§ **What to do**: When every entry has been read, print each one back exactly.

§ **The records**:
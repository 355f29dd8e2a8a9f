//! Focus and rest session values.
//!
//! A [`Session`] is never mutated in place by the timer. Every transition
//! (resume, stop, complete) derives a new value from the previous one, so a
//! reader holding an older copy never observes a half-applied change.

use chrono::{DateTime, Duration, Utc};
use serde::{Deserialize, Serialize};
use uuid::Uuid;

use crate::error::ValidationError;

#[derive(Debug, Clone, Copy, PartialEq, Eq, Hash, Serialize, Deserialize)]
#[serde(rename_all = "lowercase")]
pub enum SessionKind {
    Work,
    Rest,
}

impl SessionKind {
    pub fn as_str(self) -> &'static str {
        match self {
            SessionKind::Work => "work",
            SessionKind::Rest => "rest",
        }
    }
}

impl std::str::FromStr for SessionKind {
    type Err = ValidationError;

    fn from_str(s: &str) -> Result<Self, Self::Err> {
        match s {
            "work" => Ok(SessionKind::Work),
            "rest" => Ok(SessionKind::Rest),
            other => Err(ValidationError::UnknownVariant {
                kind: "session kind",
                value: other.to_string(),
            }),
        }
    }
}

#[derive(Debug, Clone, Copy, PartialEq, Eq, Hash, Serialize, Deserialize)]
#[serde(rename_all = "snake_case")]
pub enum CompletionStatus {
    InProgress,
    Completed,
    QuitEarly,
    /// Reserved for sessions cut short by the host (not produced by the timer).
    Interrupted,
}

impl CompletionStatus {
    pub fn as_str(self) -> &'static str {
        match self {
            CompletionStatus::InProgress => "in_progress",
            CompletionStatus::Completed => "completed",
            CompletionStatus::QuitEarly => "quit_early",
            CompletionStatus::Interrupted => "interrupted",
        }
    }

    pub fn is_terminal(self) -> bool {
        !matches!(self, CompletionStatus::InProgress)
    }
}

impl std::str::FromStr for CompletionStatus {
    type Err = ValidationError;

    fn from_str(s: &str) -> Result<Self, Self::Err> {
        match s {
            "in_progress" => Ok(CompletionStatus::InProgress),
            "completed" => Ok(CompletionStatus::Completed),
            "quit_early" => Ok(CompletionStatus::QuitEarly),
            "interrupted" => Ok(CompletionStatus::Interrupted),
            other => Err(ValidationError::UnknownVariant {
                kind: "completion status",
                value: other.to_string(),
            }),
        }
    }
}

#[derive(Debug, Clone, PartialEq, Eq, Serialize, Deserialize)]
pub struct Session {
    pub id: Uuid,
    pub started_at: DateTime<Utc>,
    /// Planned length in seconds, always > 0.
    pub planned_secs: u64,
    /// Set exactly once, at the terminal transition.
    #[serde(default)]
    pub actual_secs: Option<u64>,
    pub kind: SessionKind,
    pub status: CompletionStatus,
    /// Fixed when the session starts.
    pub strict_mode: bool,
    /// Present iff `status == QuitEarly`.
    #[serde(default)]
    pub quit_at: Option<DateTime<Utc>>,
    /// Only for quits that went through the phrase challenge.
    #[serde(default)]
    pub challenge_phrase: Option<String>,
}

impl Session {
    pub fn new(
        started_at: DateTime<Utc>,
        planned_secs: u64,
        kind: SessionKind,
        strict_mode: bool,
    ) -> Self {
        Self {
            id: Uuid::new_v4(),
            started_at,
            planned_secs,
            actual_secs: None,
            kind,
            status: CompletionStatus::InProgress,
            strict_mode,
            quit_at: None,
            challenge_phrase: None,
        }
    }

    pub fn planned(&self) -> Duration {
        Duration::seconds(self.planned_secs as i64)
    }

    pub fn end_at(&self) -> DateTime<Utc> {
        self.started_at + self.planned()
    }

    /// Same session with its effective start moved (used on resume).
    pub fn restarted_at(&self, started_at: DateTime<Utc>) -> Self {
        Self {
            started_at,
            ..self.clone()
        }
    }

    /// Terminal copy for an early quit.
    pub fn quit_early(&self, at: DateTime<Utc>) -> Self {
        if self.status.is_terminal() {
            return self.clone();
        }
        Self {
            status: CompletionStatus::QuitEarly,
            quit_at: Some(at),
            ..self.clone()
        }
    }

    /// Terminal copy for a natural completion. The full plan elapsed, so
    /// the actual duration is the planned one.
    pub fn completed(&self) -> Self {
        if self.status.is_terminal() {
            return self.clone();
        }
        Self {
            status: CompletionStatus::Completed,
            actual_secs: Some(self.planned_secs),
            ..self.clone()
        }
    }

    /// Copy with `actual_secs` filled in, unless it was already set.
    pub fn with_actual_secs(&self, secs: u64) -> Self {
        if self.actual_secs.is_some() {
            return self.clone();
        }
        Self {
            actual_secs: Some(secs),
            ..self.clone()
        }
    }

    pub fn with_challenge_phrase(&self, phrase: impl Into<String>) -> Self {
        Self {
            challenge_phrase: Some(phrase.into()),
            ..self.clone()
        }
    }
}
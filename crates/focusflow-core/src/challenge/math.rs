//! Mental arithmetic challenge: two 2-digit operands, plus or minus.

use rand::Rng;
use serde::{Deserialize, Serialize};

pub const OPERAND_MIN: u32 = 10;
pub const OPERAND_MAX: u32 = 99;

#[derive(Debug, Clone, Copy, PartialEq, Eq, Serialize, Deserialize)]
#[serde(rename_all = "lowercase")]
pub enum Operator {
    Add,
    Subtract,
}

impl Operator {
    pub fn symbol(self) -> char {
        match self {
            Operator::Add => '+',
            Operator::Subtract => '-',
        }
    }
}

#[derive(Debug, Clone, PartialEq, Eq, Serialize, Deserialize)]
pub struct MathChallenge {
    lhs: u32,
    rhs: u32,
    op: Operator,
    #[serde(default)]
    answer: Option<i64>,
}

impl MathChallenge {
    pub fn generate<R: Rng + ?Sized>(rng: &mut R) -> Self {
        let a = rng.gen_range(OPERAND_MIN..=OPERAND_MAX);
        let b = rng.gen_range(OPERAND_MIN..=OPERAND_MAX);
        let op = if rng.gen_bool(0.5) {
            Operator::Add
        } else {
            Operator::Subtract
        };
        Self::new(a, b, op)
    }

    /// Build a fixed problem. Subtraction operands are ordered so the result
    /// is never negative.
    pub fn new(a: u32, b: u32, op: Operator) -> Self {
        let (lhs, rhs) = match op {
            Operator::Subtract if b > a => (b, a),
            _ => (a, b),
        };
        Self {
            lhs,
            rhs,
            op,
            answer: None,
        }
    }

    pub fn operands(&self) -> (u32, u32) {
        (self.lhs, self.rhs)
    }

    pub fn operator(&self) -> Operator {
        self.op
    }

    pub fn question(&self) -> String {
        format!("{} {} {}", self.lhs, self.op.symbol(), self.rhs)
    }

    pub fn result(&self) -> i64 {
        match self.op {
            Operator::Add => self.lhs as i64 + self.rhs as i64,
            Operator::Subtract => self.lhs as i64 - self.rhs as i64,
        }
    }

    /// Record the user's current input. Anything that is not an integer
    /// simply leaves the challenge unsatisfied.
    pub fn set_input(&mut self, text: &str) {
        self.answer = text.trim().parse::<i64>().ok();
    }

    pub fn is_satisfied(&self) -> bool {
        self.answer == Some(self.result())
    }
}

§ **Exercise solution**:
repository 355f29dd8e2a8a9f
//! Focus and rest session values.
//!
//! A [`Session`] is never mutated in place by the timer. Every transition
//! (resume, stop, complete) derives a new value from the previous one, so a
//! reader holding an older copy never observes a half-applied change.

use chrono::{DateTime, Duration, Utc};
use serde::{Deserialize, Serialize};
use uuid::Uuid;

use crate::error::ValidationError;

#[derive(Debug, Clone, Copy, PartialEq, Eq, Hash, Serialize, Deserialize)]
#[serde(rename_all = "lowercase")]
pub enum SessionKind {
    Work,
    Rest,
}

impl SessionKind {
    pub fn as_str(self) -> &'static str {
        match self {
            SessionKind::Work => "work",
            SessionKind::Rest => "rest",
        }
    }
}

impl std::str::FromStr for SessionKind {
    type Err = ValidationError;

    fn from_str(s: &str) -> Result<Self, Self::Err> {
        match s {
            "work" => Ok(SessionKind::Work),
            "rest" => Ok(SessionKind::Rest),
            other => Err(ValidationError::UnknownVariant {
                kind: "session kind",
                value: other.to_string(),
            }),
        }
    }
}

#[derive(Debug, Clone, Copy, PartialEq, Eq, Hash, Serialize, Deserialize)]
#[serde(rename_all = "snake_case")]
pub enum CompletionStatus {
    InProgress,
    Completed,
    QuitEarly,
    /// Reserved for sessions cut short by the host (not produced by the timer).
    Interrupted,
}

impl CompletionStatus {
    pub fn as_str(self) -> &'static str {
        match self {
            CompletionStatus::InProgress => "in_progress",
            CompletionStatus::Completed => "completed",
            CompletionStatus::QuitEarly => "quit_early",
            CompletionStatus::Interrupted => "interrupted",
        }
    }

    pub fn is_terminal(self) -> bool {
        !matches!(self, CompletionStatus::InProgress)
    }
}

impl std::str::FromStr for CompletionStatus {
    type Err = ValidationError;

    fn from_str(s: &str) -> Result<Self, Self::Err> {
        match s {
            "in_progress" => Ok(CompletionStatus::InProgress),
            "completed" => Ok(CompletionStatus::Completed),
            "quit_early" => Ok(CompletionStatus::QuitEarly),
            "interrupted" => Ok(CompletionStatus::Interrupted),
            other => Err(ValidationError::UnknownVariant {
                kind: "completion status",
                value: other.to_string(),
            }),
        }
    }
}

#[derive(Debug, Clone, PartialEq, Eq, Serialize, Deserialize)]
pub struct Session {
    pub id: Uuid,
    pub started_at: DateTime<Utc>,
    /// Planned length in seconds, always > 0.
    pub planned_secs: u64,
    /// Set exactly once, at the terminal transition.
    #[serde(default)]
    pub actual_secs: Option<u64>,
    pub kind: SessionKind,
    pub status: CompletionStatus,
    /// Fixed when the session starts.
    pub strict_mode: bool,
    /// Present iff `status == QuitEarly`.
    #[serde(default)]
    pub quit_at: Option<DateTime<Utc>>,
    /// Only for quits that went through the phrase challenge.
    #[serde(default)]
    pub challenge_phrase: Option<String>,
}

impl Session {
    pub fn new(
        started_at: DateTime<Utc>,
        planned_secs: u64,
        kind: SessionKind,
        strict_mode: bool,
    ) -> Self {
        Self {
            id: Uuid::new_v4(),
            started_at,
            planned_secs,
            actual_secs: None,
            kind,
            status: CompletionStatus::InProgress,
            strict_mode,
            quit_at: None,
            challenge_phrase: None,
        }
    }

    pub fn planned(&self) -> Duration {
        Duration::seconds(self.planned_secs as i64)
    }

    pub fn end_at(&self) -> DateTime<Utc> {
        self.started_at + self.planned()
    }

    /// Same session with its effective start moved (used on resume).
    pub fn restarted_at(&self, started_at: DateTime<Utc>) -> Self {
        Self {
            started_at,
            ..self.clone()
        }
    }

    /// Terminal copy for an early quit.
    pub fn quit_early(&self, at: DateTime<Utc>) -> Self {
        if self.status.is_terminal() {
            return self.clone();
        }
        Self {
            status: CompletionStatus::QuitEarly,
            quit_at: Some(at),
            ..self.clone()
        }
    }

    /// Terminal copy for a natural completion. The full plan elapsed, so
    /// the actual duration is the planned one.
    pub fn completed(&self) -> Self {
        if self.status.is_terminal() {
            return self.clone();
        }
        Self {
            status: CompletionStatus::Completed,
            actual_secs: Some(self.planned_secs),
            ..self.clone()
        }
    }

    /// Copy with `actual_secs` filled in, unless it was already set.
    pub fn with_actual_secs(&self, secs: u64) -> Self {
        if self.actual_secs.is_some() {
            return self.clone();
        }
        Self {
            actual_secs: Some(secs),
            ..self.clone()
        }
    }

    pub fn with_challenge_phrase(&self, phrase: impl Into<String>) -> Self {
        Self {
            challenge_phrase: Some(phrase.into()),
            ..self.clone()
        }
    }
}
filename crates/focusflow-core/src/challenge/math.rs
//! Mental arithmetic challenge: two 2-digit operands, plus or minus.

use rand::Rng;
use serde::{Deserialize, Serialize};

pub const OPERAND_MIN: u32 = 10;
pub const OPERAND_MAX: u32 = 99;

#[derive(Debug, Clone, Copy, PartialEq, Eq, Serialize, Deserialize)]
#[serde(rename_all = "lowercase")]
pub enum Operator {
    Add,
    Subtract,
}

impl Operator {
    pub fn symbol(self) -> char {
        match self {
            Operator::Add => '+',
            Operator::Subtract => '-',
        }
    }
}

#[derive(Debug, Clone, PartialEq, Eq, Serialize, Deserialize)]
pub struct MathChallenge {
    lhs: u32,
    rhs: u32,
    op: Operator,
    #[serde(default)]
    answer: Option<i64>,
}

impl MathChallenge {
    pub fn generate<R: Rng + ?Sized>(rng: &mut R) -> Self {
        let a = rng.gen_range(OPERAND_MIN..=OPERAND_MAX);
        let b = rng.gen_range(OPERAND_MIN..=OPERAND_MAX);
        let op = if rng.gen_bool(0.5) {
            Operator::Add
        } else {
            Operator::Subtract
        };
        Self::new(a, b, op)
    }

    /// Build a fixed problem. Subtraction operands are ordered so the result
    /// is never negative.
    pub fn new(a: u32, b: u32, op: Operator) -> Self {
        let (lhs, rhs) = match op {
            Operator::Subtract if b > a => (b, a),
            _ => (a, b),
        };
        Self {
            lhs,
            rhs,
            op,
            answer: None,
        }
    }

    pub fn operands(&self) -> (u32, u32) {
        (self.lhs, self.rhs)
    }

    pub fn operator(&self) -> Operator {
        self.op
    }

    pub fn question(&self) -> String {
        format!("{} {} {}", self.lhs, self.op.symbol(), self.rhs)
    }

    pub fn result(&self) -> i64 {
        match self.op {
            Operator::Add => self.lhs as i64 + self.rhs as i64,
            Operator::Subtract => self.lhs as i64 - self.rhs as i64,
        }
    }

    /// Record the user's current input. Anything that is not an integer
    /// simply leaves the challenge unsatisfied.
    pub fn set_input(&mut self, text: &str) {
        self.answer = text.trim().parse::<i64>().ok();
    }

    pub fn is_satisfied(&self) -> bool {
        self.answer == Some(self.result())
    }
}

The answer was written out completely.